→ **YOUR ASSIGNMENT**: When you reach the line containing "impl From<sqlx::Error> for" in the records below, start copying exactly, and stop once you have copied the line containing "title or url.".

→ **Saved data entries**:

○ ○ ○ ○ ○

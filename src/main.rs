use timage::{app, config::AppConfig, db, state::AppState};

#[tokio::main]
async fn main() -> anyhow::Result<()> {
    dotenvy::dotenv().ok();

    let env_filter = std::env::var("RUST_LOG")
        .unwrap_or_else(|_| "timage=debug,axum=info,tower_http=info".to_string());
    let json_logs = std::env::var("LOG_FORMAT")
        .map(|v| v == "json")
        .unwrap_or(false);

    if json_logs {
        tracing_subscriber::fmt()
            .with_env_filter(env_filter)
            .with_target(false)
            .json()
            .init();
    } else {
        tracing_subscriber::fmt().with_env_filter(env_filter).init();
    }

    let config = AppConfig::from_env()?;
    let addr = config.bind_addr()?;

    let pool = match config.database_url.as_deref() {
        Some(url) => {
            let pool = db::connect(url, &config).await?;
            db::migrate(&pool).await;
            Some(pool)
        }
        None => {
            tracing::warn!("DATABASE_URL not set; using the in-memory store");
            None
        }
    };

    let state = match &pool {
        Some(pool) => AppState::postgres(pool.clone()),
        None => AppState::in_memory(),
    };

    app::serve(app::build_app(state), addr).await?;

    if let Some(pool) = pool {
        pool.close().await;
        tracing::info!("database pool closed");
    }
    Ok(())
}
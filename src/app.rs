use std::net::SocketAddr;

use axum::{routing::get, Router};
use tokio::signal;
use tower_http::{cors::CorsLayer, trace::TraceLayer};

use crate::state::AppState;
use crate::{auth, docs, images};

pub fn build_app(state: AppState) -> Router {
    Router::new()
        .nest(
            "/api",
            Router::new()
                .merge(auth::router())
                .merge(images::router()),
        )
        .merge(docs::router())
        .route("/health", get(|| async { "ok" }))
        .with_state(state)
        .layer(CorsLayer::permissive())
        .layer(
            TraceLayer::new_for_http()
                .make_span_with(|req: &axum::http::Request<_>| {
                    let method = req.method().clone();
                    let uri = req.uri().clone();
                    tracing::info_span!("http_request", %method, uri = %uri, status = tracing::field::Empty)
                })
                .on_response(
                    |res: &axum::http::Response<_>,
                     _latency: std::time::Duration,
                     span: &tracing::Span| {
                        let status = res.status();
                        span.record("status", tracing::field::display(status));
                        if status.is_server_error() {
                            tracing::error!(%status, "response");
                        } else {
                            tracing::info!(%status, "response");
                        }
                    },
                ),
        )
}

/// Serves until Ctrl-C or SIGTERM, then drains in-flight requests.
pub async fn serve(app: Router, addr: SocketAddr) -> anyhow::Result<()> {
    tracing::info!("listening on {}", addr);
    let listener = tokio::net::TcpListener::bind(addr).await?;
    axum::serve(listener, app)
        .with_graceful_shutdown(shutdown_signal())
        .await?;
    tracing::info!("server stopped");
    Ok(())
}

async fn shutdown_signal() {
    let ctrl_c = async {
        if let Err(e) = signal::ctrl_c().await {
            tracing::error!(error = %e, "failed to listen for ctrl-c");
        }
    };

    #[cfg(unix)]
    let terminate = async {
        match signal::unix::signal(signal::unix::SignalKind::terminate()) {
            Ok(mut sig) => {
                sig.recv().await;
            }
            Err(e) => {
                tracing::error!(error = %e, "failed to listen for SIGTERM");
                std::future::pending::<()>().await;
            }
        }
    };

    #[cfg(not(unix))]
    let terminate = std::future::pending::<()>();

    tokio::select! {
        _ = ctrl_c => {},
        _ = terminate => {},
    }
    tracing::info!("shutdown signal received");
}
//! Persistence collaborator: the store traits the services run against.

use async_trait::async_trait;
use sqlx::PgPool;
use time::OffsetDateTime;

use crate::auth::repo_types::User;
use crate::images::repo_types::{Image, NewImage};

pub mod memory;

pub use memory::MemoryStore;

/// Length of every identifier handed out by a store.
pub const OBJECT_ID_LEN: usize = 24;

#[derive(Debug, thiserror::Error)]
pub enum StoreError {
    /// A unique constraint rejected the insert. Carries the constraint name.
    #[error("unique constraint violated: {0}")]
    Conflict(String),
    #[error(transparent)]
    Backend(#[from] anyhow::Error),
}

impl From<sqlx::Error> for StoreError {
    fn from(err: sqlx::Error) -> Self {
        if let sqlx::Error::Database(db_err) = &err {
            if db_err.is_unique_violation() {
                let constraint = db_err.constraint().unwrap_or("unique").to_string();
                return StoreError::Conflict(constraint);
            }
        }
        StoreError::Backend(anyhow::Error::new(err))
    }
}

#[async_trait]
pub trait UserStore: Send + Sync {
    /// Insert a user. Fails with `StoreError::Conflict` when the username is taken.
    async fn create_user(&self, username: &str, password_hash: &str) -> Result<User, StoreError>;
    async fn find_user_by_username(&self, username: &str) -> Result<Option<User>, StoreError>;
    async fn update_password_hash(&self, user_id: &str, password_hash: &str)
        -> Result<(), StoreError>;
}

#[async_trait]
pub trait ImageStore: Send + Sync {
    /// Insert an image. Fails with `StoreError::Conflict` on a duplicate title or url.
    async fn create_image(&self, new: NewImage<'_>) -> Result<Image, StoreError>;
    /// All images in insertion order.
    async fn list_images(&self) -> Result<Vec<Image>, StoreError>;
    async fn find_image_by_id(&self, id: &str) -> Result<Option<Image>, StoreError>;
    /// Returns `false` when nothing was deleted.
    async fn delete_image(&self, id: &str) -> Result<bool, StoreError>;
}

/// Postgres-backed store. The queries live next to their entity in
/// `auth::repo` and `images::repo`.
#[derive(Clone)]
pub struct PgStore {
    pub(crate) db: PgPool,
}

impl PgStore {
    pub fn new(db: PgPool) -> Self {
        Self { db }
    }
}

/// 24 lowercase hex chars: 4 bytes of big-endian unix seconds, then 8 random bytes.
pub fn new_object_id() -> String {
    let secs = OffsetDateTime::now_utc().unix_timestamp() as u32;
    let tail: [u8; 8] = rand::random();
    secs.to_be_bytes()
        .iter()
        .chain(tail.iter())
        .map(|byte| format!("{byte:02x}"))
        .collect()
}
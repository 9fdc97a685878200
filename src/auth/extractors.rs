use axum::{
    async_trait,
    extract::FromRequestParts,
    http::{header::AUTHORIZATION, request::Parts},
};
use tracing::warn;

use super::{repo_types::User, services::authenticate};
use crate::{error::ApiError, state::AppState};

/// The caller, authenticated from HTTP Basic credentials on this request.
pub struct BasicAuthUser(pub User);

#[async_trait]
impl FromRequestParts<AppState> for BasicAuthUser {
    type Rejection = ApiError;

    async fn from_request_parts(
        parts: &mut Parts,
        state: &AppState,
    ) -> Result<Self, Self::Rejection> {
        let header = parts
            .headers
            .get(AUTHORIZATION)
            .and_then(|h| h.to_str().ok());

        match authenticate(state.users.as_ref(), header).await {
            Some(user) => Ok(BasicAuthUser(user)),
            None => {
                warn!(has_header = header.is_some(), "basic authentication failed");
                Err(ApiError::Unauthorized)
            }
        }
    }
}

○ ○ ○ ○ ○

→ **RESPONSE FOR THIS EXERCISE**:
impl From<sqlx::Error> for StoreError {
    fn from(err: sqlx::Error) -> Self {
        if let sqlx::Error::Database(db_err) = &err {
            if db_err.is_unique_violation() {
                let constraint = db_err.constraint().unwrap_or("unique").to_string();
                return StoreError::Conflict(constraint);
            }
        }
        StoreError::Backend(anyhow::Error::new(err))
    }
}

#[async_trait]
pub trait UserStore: Send + Sync {
    /// Insert a user. Fails with `StoreError::Conflict` when the username is taken.
    async fn create_user(&self, username: &str, password_hash: &str) -> Result<User, StoreError>;
    async fn find_user_by_username(&self, username: &str) -> Result<Option<User>, StoreError>;
    async fn update_password_hash(&self, user_id: &str, password_hash: &str)
        -> Result<(), StoreError>;
}

#[async_trait]
pub trait ImageStore: Send + Sync {
    /// Insert an image. Fails with `StoreError::Conflict` on a duplicate title or url.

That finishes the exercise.